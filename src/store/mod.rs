//! SQLite-backed graph store: Memory, Entity, and Tag nodes with
//! MENTIONS / TAGGED / inter-entity edges kept in relation tables.
//!
//! All mutation goes through this interface; multi-row writes run inside a
//! single transaction so concurrent extraction and consolidation can never
//! observe a half-linked memory.

mod cluster;
mod embedding;
mod entity;
mod memory;

pub use cluster::{pair_key, ConflictPair, DuplicateCluster, MergeOutcome};
pub use embedding::{bytes_to_embedding, cosine_similarity, embedding_to_bytes};
pub use entity::{EntityInput, RelationInput, TagInput};
pub use memory::{
    calculate_pareto_threshold, DecayCurve, DecayParams, MemoryInput, PendingExtraction,
    ScoredMemory, StatusCounts,
};

use r2d2::Pool;
use r2d2_sqlite::SqliteConnectionManager;
use serde::{Deserialize, Serialize};

use crate::error::CortexError;

const MAX_CONTENT_LEN: usize = 8192;

/// Set busy_timeout and foreign_keys on every connection handed out by the
/// pool. Cascading deletes depend on foreign_keys being on per-connection.
#[derive(Debug)]
struct ConnCustomizer;
impl r2d2::CustomizeConnection<rusqlite::Connection, rusqlite::Error> for ConnCustomizer {
    fn on_acquire(&self, conn: &mut rusqlite::Connection) -> Result<(), rusqlite::Error> {
        conn.busy_timeout(std::time::Duration::from_secs(5))?;
        conn.execute_batch("PRAGMA foreign_keys=ON;")?;
        Ok(())
    }
}

type PooledConn = r2d2::PooledConnection<SqliteConnectionManager>;

// ---------------------------------------------------------------------------
// Domain types
// ---------------------------------------------------------------------------

/// Content classification. `Core` is a retention tier rather than a content
/// category: it overrides whatever the extractor decided and exempts the
/// memory from decay and demotion.
#[derive(Debug, Clone, Copy, PartialEq, Eq, Serialize, Deserialize)]
#[serde(rename_all = "lowercase")]
pub enum MemoryCategory {
    Preference,
    Fact,
    Decision,
    Entity,
    Other,
    Core,
}

impl MemoryCategory {
    pub fn as_str(self) -> &'static str {
        match self {
            Self::Preference => "preference",
            Self::Fact => "fact",
            Self::Decision => "decision",
            Self::Entity => "entity",
            Self::Other => "other",
            Self::Core => "core",
        }
    }

    pub fn parse(s: &str) -> Option<Self> {
        match s {
            "preference" => Some(Self::Preference),
            "fact" => Some(Self::Fact),
            "decision" => Some(Self::Decision),
            "entity" => Some(Self::Entity),
            "other" => Some(Self::Other),
            "core" => Some(Self::Core),
            _ => None,
        }
    }
}

/// Lifecycle of LLM enrichment. Transitions are one-way: `Pending` may move
/// to any terminal state; terminal states never change again.
#[derive(Debug, Clone, Copy, PartialEq, Eq, Serialize, Deserialize)]
#[serde(rename_all = "lowercase")]
pub enum ExtractionStatus {
    Pending,
    Complete,
    Failed,
    Skipped,
}

impl ExtractionStatus {
    pub fn as_str(self) -> &'static str {
        match self {
            Self::Pending => "pending",
            Self::Complete => "complete",
            Self::Failed => "failed",
            Self::Skipped => "skipped",
        }
    }

    pub fn parse(s: &str) -> Option<Self> {
        match s {
            "pending" => Some(Self::Pending),
            "complete" => Some(Self::Complete),
            "failed" => Some(Self::Failed),
            "skipped" => Some(Self::Skipped),
            _ => None,
        }
    }
}

#[derive(Debug, Clone, Copy, PartialEq, Eq, Serialize, Deserialize)]
#[serde(rename_all = "lowercase")]
pub enum EntityType {
    Person,
    Organization,
    Location,
    Event,
    Concept,
}

impl EntityType {
    pub fn as_str(self) -> &'static str {
        match self {
            Self::Person => "person",
            Self::Organization => "organization",
            Self::Location => "location",
            Self::Event => "event",
            Self::Concept => "concept",
        }
    }

    pub fn parse(s: &str) -> Option<Self> {
        match s {
            "person" => Some(Self::Person),
            "organization" => Some(Self::Organization),
            "location" => Some(Self::Location),
            "event" => Some(Self::Event),
            "concept" => Some(Self::Concept),
            _ => None,
        }
    }
}

#[derive(Debug, Clone, Copy, PartialEq, Eq, Serialize, Deserialize)]
#[serde(rename_all = "SCREAMING_SNAKE_CASE")]
pub enum RelationType {
    WorksAt,
    LivesAt,
    Knows,
    MarriedTo,
    Prefers,
    Decided,
    RelatedTo,
}

impl RelationType {
    pub fn as_str(self) -> &'static str {
        match self {
            Self::WorksAt => "WORKS_AT",
            Self::LivesAt => "LIVES_AT",
            Self::Knows => "KNOWS",
            Self::MarriedTo => "MARRIED_TO",
            Self::Prefers => "PREFERS",
            Self::Decided => "DECIDED",
            Self::RelatedTo => "RELATED_TO",
        }
    }

    pub fn parse(s: &str) -> Option<Self> {
        match s {
            "WORKS_AT" => Some(Self::WorksAt),
            "LIVES_AT" => Some(Self::LivesAt),
            "KNOWS" => Some(Self::Knows),
            "MARRIED_TO" => Some(Self::MarriedTo),
            "PREFERS" => Some(Self::Prefers),
            "DECIDED" => Some(Self::Decided),
            "RELATED_TO" => Some(Self::RelatedTo),
            _ => None,
        }
    }
}

#[derive(Debug, Clone, Serialize, Deserialize)]
pub struct Memory {
    pub id: String,
    pub content: String,
    pub category: MemoryCategory,
    pub importance: f64,
    pub created_at: i64,
    pub last_accessed: i64,
    pub retrieval_count: i64,
    pub extraction_status: ExtractionStatus,
    pub extraction_retries: i64,
    pub user_pinned: bool,
    pub invalidated: bool,
    #[serde(skip_serializing_if = "Option::is_none")]
    pub agent_id: Option<String>,
    #[serde(skip_serializing_if = "Option::is_none")]
    pub embedding: Option<Vec<f32>>,
}

impl Memory {
    pub fn age_days(&self, now: i64) -> f64 {
        ((now - self.created_at).max(0)) as f64 / 86_400_000.0
    }
}

#[derive(Debug, Serialize)]
pub struct StoreStats {
    pub total: usize,
    pub invalidated: usize,
    pub core: usize,
    pub entities: usize,
    pub tags: usize,
    pub extraction: StatusCounts,
}

pub fn now_ms() -> i64 {
    std::time::SystemTime::now()
        .duration_since(std::time::UNIX_EPOCH)
        .expect("system clock before Unix epoch")
        .as_millis() as i64
}

// ---------------------------------------------------------------------------
// Schema
// ---------------------------------------------------------------------------

const SCHEMA: &str = r#"
CREATE TABLE IF NOT EXISTS memories (
    id TEXT PRIMARY KEY,
    content TEXT NOT NULL,
    category TEXT NOT NULL DEFAULT 'other',
    importance REAL NOT NULL DEFAULT 0.5,
    created_at INTEGER NOT NULL,
    last_accessed INTEGER NOT NULL,
    retrieval_count INTEGER NOT NULL DEFAULT 0,
    extraction_status TEXT NOT NULL DEFAULT 'pending',
    extraction_retries INTEGER NOT NULL DEFAULT 0,
    user_pinned INTEGER NOT NULL DEFAULT 0,
    invalidated INTEGER NOT NULL DEFAULT 0,
    agent_id TEXT,
    embedding BLOB
);
CREATE INDEX IF NOT EXISTS idx_mem_status ON memories(extraction_status);
CREATE INDEX IF NOT EXISTS idx_mem_invalidated ON memories(invalidated);
CREATE INDEX IF NOT EXISTS idx_mem_category ON memories(category);
CREATE INDEX IF NOT EXISTS idx_mem_agent ON memories(agent_id);

CREATE TABLE IF NOT EXISTS entities (
    id TEXT PRIMARY KEY,
    name TEXT NOT NULL,
    etype TEXT NOT NULL,
    aliases TEXT NOT NULL DEFAULT '[]',
    description TEXT,
    created_at INTEGER NOT NULL,
    UNIQUE(name, etype)
);

CREATE TABLE IF NOT EXISTS tags (
    name TEXT PRIMARY KEY,
    category TEXT NOT NULL DEFAULT 'topic',
    created_at INTEGER NOT NULL
);

CREATE TABLE IF NOT EXISTS mentions (
    memory_id TEXT NOT NULL REFERENCES memories(id) ON DELETE CASCADE,
    entity_id TEXT NOT NULL REFERENCES entities(id) ON DELETE CASCADE,
    PRIMARY KEY (memory_id, entity_id)
);
CREATE INDEX IF NOT EXISTS idx_mentions_entity ON mentions(entity_id);

CREATE TABLE IF NOT EXISTS tagged (
    memory_id TEXT NOT NULL REFERENCES memories(id) ON DELETE CASCADE,
    tag_name TEXT NOT NULL REFERENCES tags(name) ON DELETE CASCADE,
    PRIMARY KEY (memory_id, tag_name)
);
CREATE INDEX IF NOT EXISTS idx_tagged_tag ON tagged(tag_name);

CREATE TABLE IF NOT EXISTS entity_edges (
    source_id TEXT NOT NULL REFERENCES entities(id) ON DELETE CASCADE,
    target_id TEXT NOT NULL REFERENCES entities(id) ON DELETE CASCADE,
    rel_type TEXT NOT NULL,
    confidence REAL NOT NULL DEFAULT 0.7,
    PRIMARY KEY (source_id, target_id, rel_type)
);

CREATE TABLE IF NOT EXISTS cortex_meta (
    key TEXT PRIMARY KEY,
    value TEXT NOT NULL
);
"#;

/// The graph store. Shared across the API, background extraction, and the
/// sleep cycle via `Arc`.
pub struct GraphStore {
    pool: Pool<SqliteConnectionManager>,
}

impl GraphStore {
    pub(crate) fn conn(&self) -> Result<PooledConn, CortexError> {
        self.pool.get().map_err(|e| CortexError::Internal(format!("pool: {e}")))
    }

    /// Open (or create) a database at the given path.
    /// Pool size defaults to 8 (1 writer + 7 readers in WAL mode).
    pub fn open(path: &str) -> Result<Self, CortexError> {
        let pool_size = if path == ":memory:" { 2 } else { 8 };
        let manager = if path == ":memory:" {
            // Shared cache so all pool connections see the same in-memory DB.
            // Each open gets a unique name to avoid cross-test pollution.
            let name = uuid::Uuid::new_v4().to_string();
            SqliteConnectionManager::file(format!("file:{name}?mode=memory&cache=shared"))
        } else {
            SqliteConnectionManager::file(path)
        };
        let pool = Pool::builder()
            .max_size(pool_size)
            .connection_customizer(Box::new(ConnCustomizer))
            .build(manager)
            .map_err(|e| CortexError::Internal(format!("pool: {e}")))?;

        let conn = pool.get().map_err(|e| CortexError::Internal(e.to_string()))?;
        conn.execute_batch("PRAGMA journal_mode=WAL; PRAGMA auto_vacuum=INCREMENTAL;")?;
        conn.execute_batch(SCHEMA)?;
        drop(conn);

        Ok(Self { pool })
    }

    pub fn get_meta(&self, key: &str) -> Option<String> {
        self.conn().ok().and_then(|c| {
            c.query_row("SELECT value FROM cortex_meta WHERE key = ?1", [key], |r| r.get(0)).ok()
        })
    }

    pub fn set_meta(&self, key: &str, value: &str) -> Result<(), CortexError> {
        let c = self.conn()?;
        c.execute(
            "INSERT OR REPLACE INTO cortex_meta (key, value) VALUES (?1, ?2)",
            rusqlite::params![key, value],
        )?;
        Ok(())
    }

    pub fn stats(&self) -> Result<StoreStats, CortexError> {
        let c = self.conn()?;
        let total: usize = c.query_row("SELECT COUNT(*) FROM memories", [], |r| r.get(0))?;
        let invalidated: usize =
            c.query_row("SELECT COUNT(*) FROM memories WHERE invalidated = 1", [], |r| r.get(0))?;
        let core: usize = c.query_row(
            "SELECT COUNT(*) FROM memories WHERE category = 'core' AND invalidated = 0",
            [],
            |r| r.get(0),
        )?;
        let entities: usize = c.query_row("SELECT COUNT(*) FROM entities", [], |r| r.get(0))?;
        let tags: usize = c.query_row("SELECT COUNT(*) FROM tags", [], |r| r.get(0))?;
        drop(c);
        Ok(StoreStats {
            total,
            invalidated,
            core,
            entities,
            tags,
            extraction: self.count_by_extraction_status(None)?,
        })
    }
}

// ---------------------------------------------------------------------------
// Row mapping
// ---------------------------------------------------------------------------

fn row_to_memory(row: &rusqlite::Row, include_embedding: bool) -> rusqlite::Result<Memory> {
    let category: String = row.get("category")?;
    let status: String = row.get("extraction_status")?;
    let embedding = if include_embedding {
        let blob: Option<Vec<u8>> = row.get("embedding").ok();
        blob.map(|b| bytes_to_embedding(&b))
    } else {
        None
    };
    Ok(Memory {
        id: row.get("id")?,
        content: row.get("content")?,
        category: MemoryCategory::parse(&category).unwrap_or(MemoryCategory::Other),
        importance: row.get("importance")?,
        created_at: row.get("created_at")?,
        last_accessed: row.get("last_accessed")?,
        retrieval_count: row.get("retrieval_count")?,
        extraction_status: ExtractionStatus::parse(&status).unwrap_or(ExtractionStatus::Pending),
        extraction_retries: row.get("extraction_retries")?,
        user_pinned: row.get::<_, i64>("user_pinned")? != 0,
        invalidated: row.get::<_, i64>("invalidated")? != 0,
        agent_id: row.get("agent_id")?,
        embedding,
    })
}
================================
**EXERCISE REQUIREMENTS**
Go through the material and copy every line in which the word "enum" occurs.

**RESULT OF THE EXERCISE**
pub enum MemoryCategory {
pub enum ExtractionStatus {
pub enum EntityType {
pub enum RelationType {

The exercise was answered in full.